NSF East Asia and Pacific Summer Institute (EAPSI) for FY 2013 in Australia
Lask Kathleen, Berkeley CA
Investigators
Abstract
This action funds Kathleen Lask of the University of California, Berkeley to conduct a research project in Engineering during the summer of 2013 at the University of Adelaide in Adelaide, South Australia. The project title is "Soot Characterization in a Wood-Burning Cookstove Using Laser-Induced Incandescence." The host scientists are Professors Paul Medwell and Cristian Birzer. Four million people die every year from exposure to sooty biomass fires. In attempts to mitigate this health risk, researchers are developing improved cookstoves to reduce the production of harmful emissions, like soot, from cooking fires. Laser diagnostic techniques, such as laser-induced incandescence, can characterize the soot formation and distribution patterns in a fire. In this project, laser-induced incandescence is used to analyze the combustion in the Berkeley-Darfur Stove, an improved wood-burning cookstove, to identify particularly sooty regions in the flame zone and suggest locations for modifications to diminish soot formation. Soot formation in cookstoves has never been visualized with laser-induced incandescence before, so this project has a realistic potential of producing new, unique, and useful data to both the cookstove and combustion science communities.

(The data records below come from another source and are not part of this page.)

//! ADS1015 register map and configuration bit fields.
//!
//! Single source of truth — the sampler and adapters reference this module
//! rather than hard-coding register values. Values match the ADS1015
//! datasheet (SBAS473) config-register layout.

use serde::{Deserialize, Serialize};

// ---------------------------------------------------------------------------
// I2C addresses (selected by the ADDR pin)
// ---------------------------------------------------------------------------

/// ADDR pin tied to GND.
pub const ADDRESS_GND: u8 = 0x48;
/// ADDR pin tied to VDD.
pub const ADDRESS_VDD: u8 = 0x49;
/// ADDR pin tied to SDA.
pub const ADDRESS_SDA: u8 = 0x4A;
/// ADDR pin tied to SCL.
pub const ADDRESS_SCL: u8 = 0x4B;

// ---------------------------------------------------------------------------
// Pointer register
// ---------------------------------------------------------------------------

/// Conversion result register.
pub const REG_CONVERSION: u8 = 0x00;
/// Configuration register.
pub const REG_CONFIG: u8 = 0x01;

// ---------------------------------------------------------------------------
// Config register bit fields
// ---------------------------------------------------------------------------

/// Start a single conversion (OS bit).
pub const CONFIG_OS_SINGLE: u16 = 0x8000;
/// Single-ended input on AIN0; channels 1-3 add 0x1000 per channel.
pub const CONFIG_MUX_SINGLE_0: u16 = 0x4000;
/// Stride between consecutive single-ended mux selections.
pub const CONFIG_MUX_CHANNEL_STRIDE: u16 = 0x1000;
/// Continuous conversion mode.
pub const CONFIG_MODE_CONTINUOUS: u16 = 0x0000;
/// 1600 samples per second data rate.
pub const CONFIG_DR_1600SPS: u16 = 0x0080;

// ---------------------------------------------------------------------------
// Programmable gain amplifier
// ---------------------------------------------------------------------------

/// Full-scale input range of the programmable gain amplifier.
///
/// Higher gain digitizes a smaller voltage span at finer resolution. The
/// raw-code-to-volts scale factor is `full_scale_volts() / 2048.0` (signed
/// 12-bit codes).
#[derive(Debug, Clone, Copy, PartialEq, Eq, Default, Serialize, Deserialize)]
pub enum Gain {
    /// ±6.144 V range (gain 2/3). Power-on default.
    #[default]
    TwoThirds,
    /// ±4.096 V range (gain 1).
    One,
    /// ±2.048 V range (gain 2).
    Two,
    /// ±1.024 V range (gain 4).
    Four,
    /// ±0.512 V range (gain 8).
    Eight,
    /// ±0.256 V range (gain 16).
    Sixteen,
}

impl Gain {
    /// All gain settings, widest range first.
    pub const ALL: [Self; 6] = [
        Self::TwoThirds,
        Self::One,
        Self::Two,
        Self::Four,
        Self::Eight,
        Self::Sixteen,
    ];

    /// PGA bits for the config register.
    pub const fn config_bits(self) -> u16 {
        match self {
            Self::TwoThirds => 0x0000,
            Self::One => 0x0200,
            Self::Two => 0x0400,
            Self::Four => 0x0600,
            Self::Eight => 0x0800,
            Self::Sixteen => 0x0A00,
        }
    }

    /// Full-scale voltage span for this gain setting.
    pub const fn full_scale_volts(self) -> f32 {
        match self {
            Self::TwoThirds => 6.144,
            Self::One => 4.096,
            Self::Two => 2.048,
            Self::Four => 1.024,
            Self::Eight => 0.512,
            Self::Sixteen => 0.256,
        }
    }
}
//! Non-blocking pH and ORP measurement engine for the ADS1015 12-bit ADC.
//!
//! Drives an ADS1015 over any embedded-hal 1.0 I²C bus to produce calibrated
//! pH and oxidation-reduction-potential readings, optionally temperature
//! compensated to the 25 °C reference. The core is a cooperative,
//! poll-driven state machine: the caller's scheduling loop stays in control
//! and the engine never blocks beyond the fixed 1 ms conversion settling
//! delay (the operator-attended calibration stabilizer is the one
//! documented exception).
//!
//! - Two-point linear calibration per measurement kind; uncalibrated
//!   records pass raw millivolts through unmodified.
//! - Range validation with advisory clamping errors (pH 0-14,
//!   ORP 0-1000 mV) — never fatal, the engine always returns to idle.
//! - Hardware sits behind the [`ports`] traits, so the entire state machine
//!   runs on a development host with the [`testing`] doubles.
//!
//! ```
//! use phx_ads1015::testing::{MockBus, MockClock};
//! use phx_ads1015::{Gain, MeasurementEngine, MeasurementKind, MeasurementState, ReadingConfig};
//!
//! // Scripted conversions stand in for the hardware; on a real target use
//! // adapters::I2cRegisterBus over your HAL's I2C plus a monotonic clock.
//! let bus = MockBus::from_raw_codes(&[150, 160, 155]);
//! let mut engine = MeasurementEngine::new(bus, MockClock::new());
//! engine.set_gain(Gain::One);
//! engine.begin();
//!
//! engine.start_reading(ReadingConfig {
//!     kind: MeasurementKind::Ph,
//!     samples: 3,
//!     interval_ms: 0,
//!     avg_buffer: 1,
//! });
//! while engine.state() != MeasurementState::Idle {
//!     engine.update_reading(); // call from your own loop
//! }
//!
//! // No calibration set yet, so the raw millivolt mean passes through.
//! assert!((engine.last_reading() - 310.0).abs() < 1e-3);
//! assert_eq!(engine.last_error(), None);
//! ```

#![deny(unused_must_use)]

pub mod adapters;
pub mod adc;
pub mod calibration;
pub mod compensation;
pub mod config;
pub mod engine;
pub mod error;
pub mod ports;
pub mod registers;
pub mod testing;

pub use calibration::Calibration;
pub use config::{MeasurementKind, ReadingConfig};
pub use engine::{
    MAX_AVG_BUFFER, MAX_SAMPLES, MeasurementEngine, MeasurementState, STABILITY_THRESHOLD,
};
pub use error::ReadingError;
pub use registers::Gain;
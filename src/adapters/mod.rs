//! Driven adapters implementing the [`ports`](crate::ports) traits.
//!
//! [`I2cRegisterBus`] binds the register transport to any embedded-hal 1.0
//! I²C implementation; [`SystemClock`] provides host timing on std targets.

mod i2c;
mod system_clock;

pub use i2c::I2cRegisterBus;
pub use system_clock::SystemClock;
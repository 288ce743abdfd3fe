//! The contract between the engine and a reflective host runtime.
//!
//! The engine never owns metaclasses or instances. Everything it knows about
//! them comes through [`ObjectModel`], and every value an accessor returns is
//! already shaped by the host into a [`RawValue`], so classification is a
//! matter of reading the host's answer rather than probing.

use std::borrow::Cow;
use std::fmt;

use crate::EnumLiteral;

/// Reflective access to a live object model and its metamodel.
///
/// `Metaclass` and `Element` are handles owned by the host; they are cloned
/// freely, so they should be cheap to clone (ids, `Rc`s, interned pointers).
pub trait ObjectModel {
    type Metaclass: Clone + fmt::Debug;
    type Element: Clone + fmt::Debug;

    /// Look up a metaclass by its metamodel-registered name.
    fn resolve_metaclass(&self, name: &str) -> Option<Self::Metaclass>;

    /// Metamodel-registered name of a metaclass, or `None` if the handle is
    /// not a metaclass of this metamodel.
    fn metaclass_name(&self, metaclass: &Self::Metaclass) -> Option<String>;

    /// Fully qualified (package-prefixed) name, when the host has one.
    fn metaclass_qualified_name(&self, metaclass: &Self::Metaclass) -> Option<String> {
        let _m = metaclass;
        None
    }

    fn sub_metaclasses(&self, metaclass: &Self::Metaclass) -> Vec<Self::Metaclass>;

    /// Direct super-metaclasses, primary parent first.
    fn super_metaclasses(&self, metaclass: &Self::Metaclass) -> Vec<Self::Metaclass>;

    /// Accessor operations declared by the metaclass, optionally including
    /// the inherited ones.
    fn declared_accessors(
        &self,
        metaclass: &Self::Metaclass,
        inherited: bool,
    ) -> Vec<AccessorDescriptor<Self::Metaclass>>;

    fn invoke_accessor(
        &self,
        element: &Self::Element,
        accessor: &str,
    ) -> Result<RawValue<Self::Element>, AccessorFault>;

    fn instance_metaclass(&self, element: &Self::Element) -> Self::Metaclass;

    /// Whether `element` is an instance of `metaclass` or of one of its sub-metaclasses.
    fn is_instance_of(&self, element: &Self::Element, metaclass: &Self::Metaclass) -> bool;

    fn instance_declared_name(&self, element: &Self::Element) -> Option<String>;

    fn instance_stable_identifier(&self, element: &Self::Element) -> String;

    /// All instances of a metaclass (sub-metaclasses included).
    ///
    /// Only used by the named-instance lookups; hosts without an instance
    /// index can keep the default.
    fn instances_of(&self, metaclass: &Self::Metaclass) -> Vec<Self::Element> {
        let _m = metaclass;
        Vec::new()
    }
}

/// One accessor operation as reported by the host's reflection.
#[derive(Debug, Clone)]
pub struct AccessorDescriptor<M> {
    pub name: String,
    pub declaring_type: M,
    pub parameter_types: Vec<TypeRef<M>>,
    pub return_type: TypeRef<M>,
    /// The declared return type is one of the host's collection types.
    pub returns_collection: bool,
}

impl<M> AccessorDescriptor<M> {
    pub fn is_nullary(&self) -> bool {
        self.parameter_types.is_empty()
    }

    /// The type of the values the accessor yields.
    ///
    /// For collection accessors this is the element type: the first type
    /// argument if present, otherwise the first declared bound, otherwise
    /// the collection type itself.
    pub fn value_type(&self) -> &TypeRef<M> {
        if !self.returns_collection {
            return &self.return_type;
        }
        match &self.return_type {
            TypeRef::Parameterized {
                arguments, bounds, ..
            } => arguments
                .first()
                .or_else(|| bounds.first())
                .unwrap_or(&self.return_type),
            other => other,
        }
    }
}

/// A declared type in the host's type system.
#[derive(Debug, Clone, PartialEq)]
pub enum TypeRef<M> {
    /// The host's character string type.
    String,
    /// Numeric, boolean or other primitive type.
    Primitive(Cow<'static, str>),
    /// An enumeration type, named with its qualified name.
    Enumeration { qualified_name: String },
    /// A metaclass (element type) of the metamodel.
    Metaclass(M),
    /// A generic type such as a collection of elements.
    Parameterized {
        raw: Box<TypeRef<M>>,
        arguments: Vec<TypeRef<M>>,
        bounds: Vec<TypeRef<M>>,
    },
    /// Anything else the host can only partially describe.
    Opaque {
        native_name: Option<String>,
        display: Option<String>,
    },
}

impl<M> TypeRef<M> {
    pub fn primitive(name: impl Into<Cow<'static, str>>) -> Self {
        TypeRef::Primitive(name.into())
    }

    pub fn enumeration(qualified_name: impl Into<String>) -> Self {
        TypeRef::Enumeration {
            qualified_name: qualified_name.into(),
        }
    }

    pub fn named(native_name: impl Into<String>) -> Self {
        TypeRef::Opaque {
            native_name: Some(native_name.into()),
            display: None,
        }
    }

    /// A collection type `raw<argument>`.
    pub fn collection_of(raw: impl Into<String>, argument: TypeRef<M>) -> Self {
        TypeRef::Parameterized {
            raw: Box::new(TypeRef::named(raw)),
            arguments: vec![argument],
            bounds: Vec::new(),
        }
    }
}

/// Scalar values other than strings.
#[derive(Debug, Clone, Copy, PartialEq)]
#[cfg_attr(feature = "serde", derive(serde::Serialize, serde::Deserialize))]
pub enum Scalar {
    Bool(bool),
    Int(i64),
    Float(f64),
    Char(char),
}

impl fmt::Display for Scalar {
    fn fmt(&self, f: &mut fmt::Formatter<'_>) -> fmt::Result {
        match self {
            Scalar::Bool(b) => write!(f, "{b}"),
            Scalar::Int(i) => write!(f, "{i}"),
            Scalar::Float(x) => write!(f, "{x}"),
            Scalar::Char(c) => write!(f, "{c}"),
        }
    }
}

/// A value returned by an accessor, shaped by the host.
///
/// The host answers the capability questions (is it an element, an
/// enumeration literal, a scalar?) by choosing the variant. Values it cannot
/// describe go to [`RawValue::Opaque`] with whatever text it can produce.
#[derive(Debug, Clone, PartialEq)]
pub enum RawValue<E> {
    Null,
    Str(String),
    Literal(EnumLiteral),
    Scalar(Scalar),
    Element(E),
    Sequence(Vec<RawValue<E>>),
    Opaque(String),
}

impl<E> RawValue<E> {
    pub fn literal(literal: &impl crate::Literal) -> Self {
        RawValue::Literal(literal.to_enum_literal())
    }

    pub fn elements(elements: impl IntoIterator<Item = E>) -> Self {
        RawValue::Sequence(elements.into_iter().map(RawValue::Element).collect())
    }

    pub fn is_null(&self) -> bool {
        matches!(self, RawValue::Null)
    }
}

impl<E: fmt::Debug> RawValue<E> {
    /// Best-effort text for values that cannot be classified.
    pub fn describe(&self) -> String {
        match self {
            RawValue::Null => "None".into(),
            RawValue::Str(s) => s.clone(),
            RawValue::Literal(l) => l.to_string(),
            RawValue::Scalar(s) => s.to_string(),
            RawValue::Element(e) => format!("{e:?}"),
            RawValue::Sequence(items) => {
                let items: Vec<String> = items.iter().map(|i| i.describe()).collect();
                format!("[{}]", items.join(", "))
            }
            RawValue::Opaque(text) => text.clone(),
        }
    }
}

impl<E> From<&str> for RawValue<E> {
    fn from(s: &str) -> Self {
        RawValue::Str(s.to_string())
    }
}

impl<E> From<String> for RawValue<E> {
    fn from(s: String) -> Self {
        RawValue::Str(s)
    }
}

impl<E> From<bool> for RawValue<E> {
    fn from(b: bool) -> Self {
        RawValue::Scalar(Scalar::Bool(b))
    }
}

impl<E> From<i64> for RawValue<E> {
    fn from(i: i64) -> Self {
        RawValue::Scalar(Scalar::Int(i))
    }
}

impl<E> From<i32> for RawValue<E> {
    fn from(i: i32) -> Self {
        RawValue::Scalar(Scalar::Int(i.into()))
    }
}

impl<E> From<f64> for RawValue<E> {
    fn from(x: f64) -> Self {
        RawValue::Scalar(Scalar::Float(x))
    }
}

impl<E> From<EnumLiteral> for RawValue<E> {
    fn from(l: EnumLiteral) -> Self {
        RawValue::Literal(l)
    }
}

/// An accessor invocation that failed inside the host.
#[derive(Debug, Clone, PartialEq, Eq, thiserror::Error)]
#[error("cannot apply '{accessor}': {reason}")]
pub struct AccessorFault {
    pub accessor: String,
    pub reason: String,
}

impl AccessorFault {
    pub fn new(accessor: impl Into<String>, reason: impl Into<String>) -> Self {
        Self {
            accessor: accessor.into(),
            reason: reason.into(),
        }
    }
}

#[cfg(test)]
mod tests {
    use super::*;

    #[test]
    fn scalar_value_type_is_return_type() {
        let acc = AccessorDescriptor {
            name: "getName".into(),
            declaring_type: 0u8,
            parameter_types: vec![],
            return_type: TypeRef::String,
            returns_collection: false,
        };
        assert!(acc.is_nullary());
        assert_eq!(acc.value_type(), &TypeRef::String);
    }

    #[test]
    fn collection_value_type_prefers_argument_then_bound() {
        let mut acc = AccessorDescriptor {
            name: "getActors".into(),
            declaring_type: 0u8,
            parameter_types: vec![],
            return_type: TypeRef::collection_of("List", TypeRef::Metaclass(7u8)),
            returns_collection: true,
        };
        assert_eq!(acc.value_type(), &TypeRef::Metaclass(7));

        acc.return_type = TypeRef::Parameterized {
            raw: Box::new(TypeRef::named("List")),
            arguments: vec![],
            bounds: vec![TypeRef::Metaclass(3)],
        };
        assert_eq!(acc.value_type(), &TypeRef::Metaclass(3));
    }

    #[test]
    fn describe_sequences() {
        let v: RawValue<u8> = RawValue::Sequence(vec![RawValue::from(1i64), RawValue::from("x")]);
        assert_eq!(v.describe(), "[1, x]");
    }
}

Broader impacts of an EAPSI fellowship include providing the Fellow a first-hand research experience outside the U.S.; an introduction to the science, science policy, and scientific infrastructure of the respective location; and an orientation to the society, culture and language. These activities meet the NSF goal to educate for international collaborations early in the career of its scientists, engineers, and educators, thus ensuring a globally aware U.S. scientific workforce. Furthermore, the laser diagnostic techniques examined in this project could be applied to any number of cookstoves, and the understanding of how and where soot forms in a cookstove would allow for modifications to reduce the production of soot, decreasing the substantial health risks of biomass cooking for nearly 3 billion people worldwide.